Зверь из бездны. Династия при смерти. Книги 1-4
Шрифт:
В книжке Гастона Буассье о Таците (1903), полной самого восторженного поклонения и безусловного доверия к римскому историку, очень любопытна глава о публицистическом использовании Тацитовой летописи в XVIII веке и, в особенности, в эпоху Великой французской революции. Из образов Тацита, как двести лет назад торжествующий просвещенный абсолютизм в Италии, как теперь торжествующее третье сословие во Франции, сделали символы крайней порочности и злобы — для того, чтобы попрекать этими символами современников, которые ухитрялись «удивлять мир злодейством» в такой мере, что символы оказывались неудовлетворяющими требованиям современности в состязании «на злобность и резвость». Тацитовыми образами, в это время, перебрасывались, как бомбами, все враждующие партии, находя их одинаково пригодными для борьбы и за, и против. Они стали вроде тестов Священного Писания, которыми одинаково аргументируют Кромвель и Стюарт, Пий IX и Ламеннэ, Победоносцев и Толстой; либо — специальное сравнение для России — вроде пушкинских стихов, которыми с равным правом, а, вернее выразиться, с равным бесправием, фехтуют в нашем литературном мире и политическая свобода, и политическая реакция.
«Я думаю, — гремел Камилл Демулен, — что свобода вовсе не требует, чтобы труп осужденного был обезглавлен, потому что Тиберий говорил:
«Те из осужденных, которые будут иметь мужество покончить с собой самоубийством, избавятся от конфискации имущества и сохранят его для своих семейств, — в виде благодарности за то, что они избавляют меня от неудовольствия их казнить. И это был — Тиберий!
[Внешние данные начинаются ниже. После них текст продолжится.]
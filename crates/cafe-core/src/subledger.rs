//! # Invoice and Expense Rules
//!
//! ## Invoice Lifecycle
//! ```text
//!            issue               pay (partial)          pay (rest)
//!   draft ──────────► issued ───────────────► partially_paid ─────► paid
//!     │                 │  └──────────────── pay (full) ─────────────┘
//!     │ void            │ void (nothing paid)
//!     ▼                 ▼
//!   void              void
//! ```
//!
//! Payment is recorded as the new absolute `amount_paid`. It may only grow,
//! may never exceed the total, and reaching the total is the only way to
//! `paid`.
//!
//! ## Expense Lifecycle
//! `pending → approved → paid`. Approval is the first ledger impact.

use serde::{Deserialize, Serialize};
use ts_rs::TS;

use crate::error::{CoreError, CoreResult, ValidationError};
use crate::money::Money;
use crate::types::{ExpenseStatus, Invoice, InvoiceStatus, TaxRate};

/// An invoice line before it is persisted.
#[derive(Debug, Clone, PartialEq, Eq, Serialize, Deserialize, TS)]
#[ts(export)]
pub struct NewInvoiceLine {
    pub description: String,
    pub quantity: i64,
    pub unit_price_cents: i64,
    pub tax_rate_bps: u32,
}

impl NewInvoiceLine {
    /// Net line total and its VAT.
    pub fn amounts(&self) -> (Money, Money) {
        let net = Money::from_cents(self.unit_price_cents).multiply_quantity(self.quantity);
        let tax = net.calculate_tax(TaxRate::from_bps(self.tax_rate_bps));
        (net, tax)
    }
}

#[derive(Debug, Clone, Copy, PartialEq, Eq, Default, Serialize, Deserialize, TS)]
#[ts(export)]
pub struct InvoiceTotals {
    pub subtotal_cents: i64,
    pub tax_cents: i64,
    pub total_cents: i64,
}

/// VAT is computed and rounded per line, then summed.
///
/// ```rust
/// use cafe_core::subledger::{invoice_totals, NewInvoiceLine};
///
/// let totals = invoice_totals(&[NewInvoiceLine {
///     description: "Catering: 20 lattes".to_string(),
///     quantity: 20,
///     unit_price_cents: 450,
///     tax_rate_bps: 1400,
/// }]);
/// assert_eq!(totals.subtotal_cents, 9000);
/// assert_eq!(totals.tax_cents, 1260);
/// assert_eq!(totals.total_cents, 10260);
/// ```
pub fn invoice_totals(lines: &[NewInvoiceLine]) -> InvoiceTotals {
    let (subtotal, tax) = lines.iter().fold((Money::zero(), Money::zero()), |(s, t), line| {
        let (net, vat) = line.amounts();
        (s + net, t + vat)
    });
    InvoiceTotals {
        subtotal_cents: subtotal.cents(),
        tax_cents: tax.cents(),
        total_cents: (subtotal + tax).cents(),
    }
}

fn invoice_status_error(invoice: &Invoice, operation: &str) -> CoreError {
    CoreError::InvalidInvoiceStatus {
        invoice_id: invoice.id.clone(),
        status: invoice.status.to_string(),
        operation: operation.to_string(),
    }
}

/// Only drafts can be issued, and only if there is something to bill.
pub fn ensure_issuable(invoice: &Invoice) -> CoreResult<()> {
    if invoice.status != InvoiceStatus::Draft {
        return Err(invoice_status_error(invoice, "issue"));
    }
    if invoice.total_cents <= 0 {
        return Err(ValidationError::MustBePositive {
            field: "invoice total".to_string(),
        }
        .into());
    }
    Ok(())
}

/// Status after setting the absolute amount paid to `new_amount_paid`.
///
/// Returns the current status unchanged when the amount is unchanged.
pub fn payment_status(invoice: &Invoice, new_amount_paid: Money) -> CoreResult<InvoiceStatus> {
    match invoice.status {
        InvoiceStatus::Issued | InvoiceStatus::PartiallyPaid | InvoiceStatus::Paid => {}
        InvoiceStatus::Draft | InvoiceStatus::Void => {
            return Err(invoice_status_error(invoice, "record a payment"))
        }
    }

    if new_amount_paid.is_negative() {
        return Err(ValidationError::OutOfRange {
            field: "amount_paid".to_string(),
            min: 0,
            max: invoice.total_cents,
        }
        .into());
    }
    if new_amount_paid > invoice.total() {
        return Err(CoreError::PaymentExceedsTotal {
            invoice_id: invoice.id.clone(),
            amount_paid: new_amount_paid.cents(),
            total: invoice.total_cents,
        });
    }
    if new_amount_paid < invoice.amount_paid() {
        return Err(CoreError::PaymentDecrease {
            invoice_id: invoice.id.clone(),
            current: invoice.amount_paid_cents,
            requested: new_amount_paid.cents(),
        });
    }

    Ok(if new_amount_paid == invoice.total() {
        InvoiceStatus::Paid
    } else if new_amount_paid.is_positive() {
        InvoiceStatus::PartiallyPaid
    } else {
        InvoiceStatus::Issued
    })
}

/// Drafts and issued-but-unpaid invoices can be voided.
pub fn ensure_voidable(invoice: &Invoice) -> CoreResult<()> {
    match invoice.status {
        InvoiceStatus::Draft => Ok(()),
        InvoiceStatus::Issued if invoice.amount_paid_cents == 0 => Ok(()),
        _ => Err(invoice_status_error(invoice, "void")),
    }
}

/// Checks an expense status transition.
pub fn ensure_expense_transition(
    expense_id: &str,
    from: ExpenseStatus,
    to: ExpenseStatus,
) -> CoreResult<()> {
    match (from, to) {
        (ExpenseStatus::Pending, ExpenseStatus::Approved)
        | (ExpenseStatus::Approved, ExpenseStatus::Paid) => Ok(()),
        _ => Err(CoreError::InvalidExpenseStatus {
            expense_id: expense_id.to_string(),
            status: from.to_string(),
            operation: match to {
                ExpenseStatus::Approved => "approve",
                ExpenseStatus::Paid => "mark paid",
                ExpenseStatus::Pending => "reopen",
            }
            .to_string(),
        }),
    }
}

// =============================================================================
// Unit Tests
// =============================================================================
«Я думаю, что свобода не смешивает жены
Et c’etait Tiberel — Et c’etait Neron!... — красиво звучит и метко припечатывает фразу. Но, в сущности, восклицания эти показывают лишь, что, когда Мирабо презрительно называл анти-тацитианца Лэнге (Linguet) «адвокатом Нерона», — кличка звучала острым, но, по существу, пустым, бессодержательным оскорблением, из которого время уже выветрило смысл. Ибо обстоятельства, при которых жили Мирабо и Лэнге, по сравнению с обстоятельствами, в которых жили и действовали герои Тацита, весьма и весьма располагали взяться за «переоценку ценностей”и обеление даже Нероновой памяти... Мы имели случай (в III томе) познакомиться с любопытным фактом, как революция сделала Гара поклонником и любителем Сенеки. Дидро, еще раньше, допускал, что возможна успешная защитительная речь в пользу Нерона (il у a un beau plaidoyer a faire en faveur de Neron), как бы подтверждая тем, что мы о Нероне слышали до сих пор только речь прокурорскую... Это, в сущности говоря, и справедливо. Особенно, что касается Тацита, прокурора по преимуществу и прокурора страшного, потому что он — не шумящий фонтан, как на девятнадцать веков позже его явившийся, какой-нибудь Шампаньи, — но громадный талант, глубокий психолог, великий ритор. Еще Цицерон установил правило, что творчество историческое и искусство оратора тождественны. Тацит олицетворил это правило, установленное писателем, не менее его образованным и умным, не менее его вдохновенным и одаренным. Тацит пограничен Цицерону, как ритор и, в то же время, он великий художник, вооруженный образностью Шекспира и Толстого и, подобно им, способный силой выражения и натиском темперамента задавить недоверие протестующей логики и сомневающегося чувства.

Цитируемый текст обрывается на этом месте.